What to do: Your answer must consist solely of the lines from the start of the entries below through the line with "from a directory", unchanged.

Records for the exercise:
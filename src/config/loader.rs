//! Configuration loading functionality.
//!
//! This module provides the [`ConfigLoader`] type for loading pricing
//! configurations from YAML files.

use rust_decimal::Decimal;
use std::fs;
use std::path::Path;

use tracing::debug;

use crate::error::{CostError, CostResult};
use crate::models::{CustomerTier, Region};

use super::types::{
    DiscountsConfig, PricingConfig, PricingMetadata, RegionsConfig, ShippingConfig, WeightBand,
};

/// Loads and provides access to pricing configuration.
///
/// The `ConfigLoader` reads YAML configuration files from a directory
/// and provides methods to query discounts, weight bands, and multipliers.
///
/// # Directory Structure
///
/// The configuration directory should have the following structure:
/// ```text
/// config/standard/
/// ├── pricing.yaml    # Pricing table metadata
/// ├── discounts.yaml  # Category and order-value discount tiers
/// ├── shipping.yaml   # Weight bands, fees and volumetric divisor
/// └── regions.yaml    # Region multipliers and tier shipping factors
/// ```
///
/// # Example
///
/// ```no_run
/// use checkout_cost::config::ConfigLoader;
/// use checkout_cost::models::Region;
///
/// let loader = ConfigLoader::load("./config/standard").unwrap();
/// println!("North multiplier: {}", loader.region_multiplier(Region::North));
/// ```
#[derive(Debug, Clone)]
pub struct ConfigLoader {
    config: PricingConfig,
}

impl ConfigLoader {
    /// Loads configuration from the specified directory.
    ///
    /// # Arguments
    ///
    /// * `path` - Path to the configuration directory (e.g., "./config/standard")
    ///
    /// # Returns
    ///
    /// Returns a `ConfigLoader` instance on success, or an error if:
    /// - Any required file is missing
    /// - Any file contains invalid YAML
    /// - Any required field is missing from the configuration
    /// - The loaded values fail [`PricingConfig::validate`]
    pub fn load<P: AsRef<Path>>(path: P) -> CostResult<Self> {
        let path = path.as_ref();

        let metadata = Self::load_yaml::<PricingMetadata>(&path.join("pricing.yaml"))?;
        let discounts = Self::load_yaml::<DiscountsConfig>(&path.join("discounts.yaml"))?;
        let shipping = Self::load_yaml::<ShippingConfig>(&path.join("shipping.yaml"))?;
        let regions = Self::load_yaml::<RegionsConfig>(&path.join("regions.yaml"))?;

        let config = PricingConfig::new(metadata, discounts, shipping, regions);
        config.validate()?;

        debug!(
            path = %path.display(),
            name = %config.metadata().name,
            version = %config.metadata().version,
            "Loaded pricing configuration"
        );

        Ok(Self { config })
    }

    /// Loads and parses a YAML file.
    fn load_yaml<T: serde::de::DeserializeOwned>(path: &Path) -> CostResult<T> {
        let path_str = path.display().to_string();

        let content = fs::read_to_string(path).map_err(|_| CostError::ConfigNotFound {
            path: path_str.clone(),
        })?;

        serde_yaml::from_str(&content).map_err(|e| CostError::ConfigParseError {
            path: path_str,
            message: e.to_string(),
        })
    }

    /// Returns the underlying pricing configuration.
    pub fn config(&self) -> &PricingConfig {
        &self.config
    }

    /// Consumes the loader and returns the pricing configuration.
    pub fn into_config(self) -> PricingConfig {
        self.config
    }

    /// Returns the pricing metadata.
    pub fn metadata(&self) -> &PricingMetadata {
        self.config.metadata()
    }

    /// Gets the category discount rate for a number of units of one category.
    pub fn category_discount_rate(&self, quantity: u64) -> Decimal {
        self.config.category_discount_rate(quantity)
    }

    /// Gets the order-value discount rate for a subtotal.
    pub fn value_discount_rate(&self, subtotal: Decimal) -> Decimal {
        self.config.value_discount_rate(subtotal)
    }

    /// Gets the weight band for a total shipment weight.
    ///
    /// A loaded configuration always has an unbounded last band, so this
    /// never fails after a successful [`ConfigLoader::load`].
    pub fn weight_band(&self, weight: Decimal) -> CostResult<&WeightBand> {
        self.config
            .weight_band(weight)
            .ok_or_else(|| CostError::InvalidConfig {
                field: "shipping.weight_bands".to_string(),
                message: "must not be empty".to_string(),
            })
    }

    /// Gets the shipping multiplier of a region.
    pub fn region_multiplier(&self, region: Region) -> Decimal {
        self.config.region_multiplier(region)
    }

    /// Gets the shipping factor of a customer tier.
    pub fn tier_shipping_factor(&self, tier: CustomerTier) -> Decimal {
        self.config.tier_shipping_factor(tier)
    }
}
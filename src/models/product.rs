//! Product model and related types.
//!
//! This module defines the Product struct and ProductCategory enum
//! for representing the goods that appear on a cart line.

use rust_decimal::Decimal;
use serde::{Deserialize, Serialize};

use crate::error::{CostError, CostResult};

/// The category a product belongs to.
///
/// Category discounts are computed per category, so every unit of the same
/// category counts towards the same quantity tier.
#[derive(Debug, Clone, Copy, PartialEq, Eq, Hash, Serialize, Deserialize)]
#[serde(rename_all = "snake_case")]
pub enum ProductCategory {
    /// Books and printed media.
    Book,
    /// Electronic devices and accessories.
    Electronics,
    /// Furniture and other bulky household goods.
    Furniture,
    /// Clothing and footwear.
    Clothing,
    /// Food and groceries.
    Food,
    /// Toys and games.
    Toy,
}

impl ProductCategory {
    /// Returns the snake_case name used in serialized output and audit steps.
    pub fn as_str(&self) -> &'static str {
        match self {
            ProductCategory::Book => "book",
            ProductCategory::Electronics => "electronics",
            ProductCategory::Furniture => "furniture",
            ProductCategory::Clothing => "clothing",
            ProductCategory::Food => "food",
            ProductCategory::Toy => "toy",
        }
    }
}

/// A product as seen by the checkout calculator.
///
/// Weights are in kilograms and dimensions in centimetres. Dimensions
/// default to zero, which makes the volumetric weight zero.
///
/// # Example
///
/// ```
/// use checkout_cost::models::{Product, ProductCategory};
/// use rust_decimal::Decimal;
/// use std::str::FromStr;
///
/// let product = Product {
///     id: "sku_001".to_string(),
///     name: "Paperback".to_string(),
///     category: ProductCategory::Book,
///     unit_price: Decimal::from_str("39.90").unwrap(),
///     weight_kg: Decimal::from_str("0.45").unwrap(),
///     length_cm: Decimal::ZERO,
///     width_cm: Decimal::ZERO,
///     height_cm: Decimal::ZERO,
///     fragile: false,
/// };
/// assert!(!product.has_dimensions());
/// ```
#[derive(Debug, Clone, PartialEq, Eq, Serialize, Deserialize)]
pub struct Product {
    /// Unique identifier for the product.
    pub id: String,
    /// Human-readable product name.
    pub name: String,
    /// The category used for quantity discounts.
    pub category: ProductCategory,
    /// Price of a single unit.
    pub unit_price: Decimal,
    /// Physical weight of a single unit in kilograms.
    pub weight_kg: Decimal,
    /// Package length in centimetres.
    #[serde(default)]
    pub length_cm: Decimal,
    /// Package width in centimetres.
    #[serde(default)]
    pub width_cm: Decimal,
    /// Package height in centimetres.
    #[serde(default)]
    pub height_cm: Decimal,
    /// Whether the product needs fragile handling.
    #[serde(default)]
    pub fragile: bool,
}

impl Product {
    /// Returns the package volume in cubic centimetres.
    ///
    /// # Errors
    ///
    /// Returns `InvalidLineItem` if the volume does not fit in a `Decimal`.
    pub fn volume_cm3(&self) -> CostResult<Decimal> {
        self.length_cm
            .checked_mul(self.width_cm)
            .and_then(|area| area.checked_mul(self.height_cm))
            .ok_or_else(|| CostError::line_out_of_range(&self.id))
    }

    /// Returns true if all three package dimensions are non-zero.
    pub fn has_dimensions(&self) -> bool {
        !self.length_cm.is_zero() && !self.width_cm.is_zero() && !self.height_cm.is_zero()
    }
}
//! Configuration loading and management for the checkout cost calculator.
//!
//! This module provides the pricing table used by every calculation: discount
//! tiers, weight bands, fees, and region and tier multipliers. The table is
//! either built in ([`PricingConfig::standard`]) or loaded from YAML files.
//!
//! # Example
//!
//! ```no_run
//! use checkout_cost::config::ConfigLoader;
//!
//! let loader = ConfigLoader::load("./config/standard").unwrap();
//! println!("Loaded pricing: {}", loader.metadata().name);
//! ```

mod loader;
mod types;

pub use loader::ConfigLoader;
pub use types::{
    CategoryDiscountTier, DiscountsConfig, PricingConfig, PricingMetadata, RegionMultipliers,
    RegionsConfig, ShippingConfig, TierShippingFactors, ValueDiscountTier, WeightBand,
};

Solution to the exercise:
filename src/config/loader.rs
//! Configuration loading functionality.
//!
//! This module provides the [`ConfigLoader`] type for loading pricing
//! configurations from YAML files.

use rust_decimal::Decimal;
use std::fs;
use std::path::Path;

use tracing::debug;

use crate::error::{CostError, CostResult};
use crate::models::{CustomerTier, Region};

use super::types::{
    DiscountsConfig, PricingConfig, PricingMetadata, RegionsConfig, ShippingConfig, WeightBand,
};

/// Loads and provides access to pricing configuration.
///
/// The `ConfigLoader` reads YAML configuration files from a directory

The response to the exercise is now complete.